The etiopathogenesis and treatment of major
mood disorders have historically focused on modulation of monoaminergic (
serotonin,
norepinephrine,
dopamine) and
amino acid [γ-
aminobutyric acid (
GABA),
glutamate] receptors at the plasma membrane. Although the activation and inhibition of these receptors acutely alter local
neurotransmitter levels, their neuropsychiatric effects are not immediately observed. This time lag implicates intracellular neuroplasticity as primary in the mechanism of action of
antidepressants and mood stabilizers.
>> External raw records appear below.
//! Read-only Radarr/Sonarr REST client.
//!
//! Used for tag and profile resolution on the webhook path and for the
//! `/test` and `/simulate` endpoints. Nothing here is allowed to fail a
//! webhook: [`ArrClient::media_context`] degrades to defaults instead.

use std::collections::{BTreeSet, HashMap};
use std::time::Duration;

use picker_core::{ArrConfig, PickerError, ReleaseCandidate, Service};
use serde::de::DeserializeOwned;
use serde::Deserialize;

const REQUEST_TIMEOUT: Duration = Duration::from_secs(30);
const FALLBACK_PROFILE: &str = "default";

/// `GET /api/v3/system/status`, reduced to what we report.
#[derive(Debug, Clone, Default, Deserialize)]
#[serde(default)]
pub struct SystemStatus {
    pub version: Option<String>,
}

/// One entry of `GET /api/v3/qualityprofile`.
#[derive(Debug, Clone, Deserialize)]
pub struct QualityProfile {
    pub id: u64,
    pub name: String,
}

/// One entry of `GET /api/v3/tag`.
#[derive(Debug, Clone, Deserialize)]
pub struct Tag {
    pub id: u64,
    pub label: String,
}

/// A movie or series, reduced to the fields the picker reads.
#[derive(Debug, Clone, Default, Deserialize)]
#[serde(rename_all = "camelCase", default)]
pub struct MediaItem {
    pub id: u64,
    pub title: Option<String>,
    pub quality_profile_id: Option<u64>,
    pub tags: Vec<u64>,
}

impl MediaItem {
    pub fn display_title(&self) -> &str {
        self.title.as_deref().unwrap_or("Unknown")
    }
}

/// Profile name and tag labels of a media item.
#[derive(Debug, Clone, PartialEq, Eq)]
pub struct MediaContext {
    pub profile_name: String,
    /// Lowercased tag labels.
    pub tags: BTreeSet<String>,
}

impl Default for MediaContext {
    fn default() -> Self {
        Self {
            profile_name: FALLBACK_PROFILE.to_string(),
            tags: BTreeSet::new(),
        }
    }
}

#[derive(Debug, Default, Deserialize)]
#[serde(default)]
struct Named {
    name: Option<String>,
}

#[derive(Debug, Default, Deserialize)]
#[serde(default)]
struct QualityModel {
    quality: Named,
}

#[derive(Debug, Default, Deserialize)]
#[serde(rename_all = "camelCase", default)]
struct ApiRelease {
    guid: Option<String>,
    title: Option<String>,
    indexer: Option<String>,
    size: u64,
    seeders: Option<u32>,
    quality: QualityModel,
    languages: Vec<Named>,
    custom_formats: Vec<Named>,
    custom_format_score: i64,
    age_minutes: f64,
    indexer_flags: serde_json::Value,
}

impl ApiRelease {
    fn into_candidate(self, is_selected: bool) -> ReleaseCandidate {
        let names = |items: Vec<Named>| -> Vec<String> {
            items.into_iter().filter_map(|n| n.name).collect()
        };
        // Radarr reports flags as a bitmask, newer builds as names.
        let indexer_flags = match self.indexer_flags {
            serde_json::Value::Array(flags) => flags
                .into_iter()
                .filter_map(|f| f.as_str().map(str::to_string))
                .collect(),
            _ => Vec::new(),
        };
        ReleaseCandidate {
            guid: self.guid.unwrap_or_default(),
            title: self.title.unwrap_or_default(),
            size: self.size,
            seeders: self.seeders,
            quality: self
                .quality
                .quality
                .name
                .unwrap_or_else(|| "Unknown".to_string()),
            languages: names(self.languages),
            custom_formats: names(self.custom_formats),
            indexer: self.indexer.unwrap_or_default(),
            custom_format_score: self.custom_format_score,
            age_minutes: self.age_minutes,
            indexer_flags,
            is_selected,
        }
    }
}

/// Client for one configured arr instance.
///
/// # Examples
///
/// ```
/// use picker_core::{ArrConfig, Service};
/// use picker_engine::arr::ArrClient;
///
/// let client = ArrClient::new(
///     Service::Radarr,
///     &ArrConfig { url: "http://radarr:7878".into(), api_key: "key".into() },
/// )
/// .unwrap();
/// assert_eq!(client.service(), Service::Radarr);
/// ```
#[derive(Clone)]
pub struct ArrClient {
    service: Service,
    client: reqwest::Client,
    config: ArrConfig,
}

impl std::fmt::Debug for ArrClient {
    fn fmt(&self, f: &mut std::fmt::Formatter<'_>) -> std::fmt::Result {
        f.debug_struct("ArrClient")
            .field("service", &self.service)
            .field("url", &self.config.url)
            .finish_non_exhaustive()
    }
}

impl ArrClient {
    /// # Errors
    ///
    /// Returns [`PickerError::Config`] if the HTTP client cannot be built.
    pub fn new(service: Service, config: &ArrConfig) -> Result<Self, PickerError> {
        let client = reqwest::Client::builder()
            .timeout(REQUEST_TIMEOUT)
            .build()
            .map_err(|e| {
                PickerError::Config(format!(
                    "failed to create {} HTTP client: {e}",
                    service.display_name()
                ))
            })?;
        Ok(Self {
            service,
            client,
            config: config.clone(),
        })
    }

    pub fn service(&self) -> Service {
        self.service
    }

    async fn get_json<T: DeserializeOwned>(&self, endpoint: &str) -> Result<T, PickerError> {
        let url = format!("{}/api/v3/{endpoint}", self.config.url);
        let name = self.service.display_name();

        let response = self
            .client
            .get(&url)
            .header("X-Api-Key", &self.config.api_key)
            .send()
            .await
            .map_err(|e| PickerError::Arr(format!("{name} request to {endpoint} failed: {e}")))?;

        let status = response.status();
        if !status.is_success() {
            return Err(PickerError::Arr(format!(
                "{name} returned {status} for {endpoint}"
            )));
        }

        response
            .json()
            .await
            .map_err(|e| PickerError::Arr(format!("{name} sent invalid JSON for {endpoint}: {e}")))
    }

    /// # Errors
    ///
    /// Returns [`PickerError::Arr`] on network, status, or decode errors.
    pub async fn system_status(&self) -> Result<SystemStatus, PickerError> {
        self.get_json("system/status").await
    }

    /// # Errors
    ///
    /// Returns [`PickerError::Arr`] on network, status, or decode errors.
    pub async fn quality_profiles(&self) -> Result<Vec<QualityProfile>, PickerError> {
        self.get_json("qualityprofile").await
    }

    /// # Errors
    ///
    /// Returns [`PickerError::Arr`] on network, status, or decode errors.
    pub async fn tags(&self) -> Result<Vec<Tag>, PickerError> {
        self.get_json("tag").await
    }

    /// Fetch a movie (Radarr) or series (Sonarr).
    ///
    /// # Errors
    ///
    /// Returns [`PickerError::Arr`] if the item does not exist or the
    /// request fails.
    pub async fn media(&self, id: u64) -> Result<MediaItem, PickerError> {
        self.get_json(&self.service.media_endpoint(id)).await
    }

    /// Run an interactive search and map the results to candidates.
    ///
    /// The arr returns releases best-first, so the first one is flagged as
    /// its own pick.
    ///
    /// # Errors
    ///
    /// Returns [`PickerError::Arr`] on network, status, or decode errors.
    pub async fn releases(&self, id: u64) -> Result<Vec<ReleaseCandidate>, PickerError> {
        let releases: Vec<ApiRelease> = self.get_json(&self.service.release_endpoint(id)).await?;
        Ok(releases
            .into_iter()
            .enumerate()
            .map(|(i, r)| r.into_candidate(i == 0))
            .collect())
    }

    /// Resolve the profile name and tag labels of an already fetched item.
    ///
    /// Lookup failures are logged; the profile falls back to `default`
    /// and the tags to none.
    pub async fn context_for(&self, media: &MediaItem) -> MediaContext {
        let mut context = MediaContext::default();

        match self.quality_profiles().await {
            Ok(profiles) => {
                if let Some(profile) = profiles
                    .into_iter()
                    .find(|p| Some(p.id) == media.quality_profile_id)
                {
                    context.profile_name = profile.name;
                }
            }
            Err(e) => tracing::warn!(service = %self.service, error = %e, "failed to get quality profile"),
        }

        if !media.tags.is_empty() {
            match self.tags().await {
                Ok(tags) => {
                    let labels: HashMap<u64, String> = tags
                        .into_iter()
                        .map(|t| (t.id, t.label.to_lowercase()))
                        .collect();
                    context.tags = media
                        .tags
                        .iter()
                        .filter_map(|id| labels.get(id).cloned())
                        .collect();
                }
                Err(e) => tracing::error!(service = %self.service, error = %e, "failed to get tags"),
            }
        }

        context
    }

    /// Fetch an item by id and resolve its context, degrading to defaults.
    pub async fn media_context(&self, id: u64) -> MediaContext {
        match self.media(id).await {
            Ok(media) => self.context_for(&media).await,
            Err(e) => {
                tracing::warn!(service = %self.service, id, error = %e, "failed to get media");
                MediaContext::default()
            }
        }
    }
}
The modulation of intracellular second messenger/signal transduction cascades affects neurotrophic pathways that are both necessary and sufficient for monoaminergic and
amino acid-based treatments. In this review, we will discuss the evidence in support of intracellular mediators in the pathophysiology and treatment of preclinical models of despair and
major depressive disorder (MDD). More specifically, we will focus on the following pathways: cAMP/PKA/CREB,
neurotrophin-mediated (MAPK and others), p11, Wnt/Fz/Dvl/GSK3β, and NFκB/ΔFosB. We will also discuss recent discoveries with rapidly acting
antidepressants, which activate the
mammalian target of rapamycin (mTOR) and release of inhibition on local translation via
elongation factor stimulation. Throughout this discourse, we will highlight potential intracellular targets for therapeutic intervention. Finally, future clinical implications are discussed.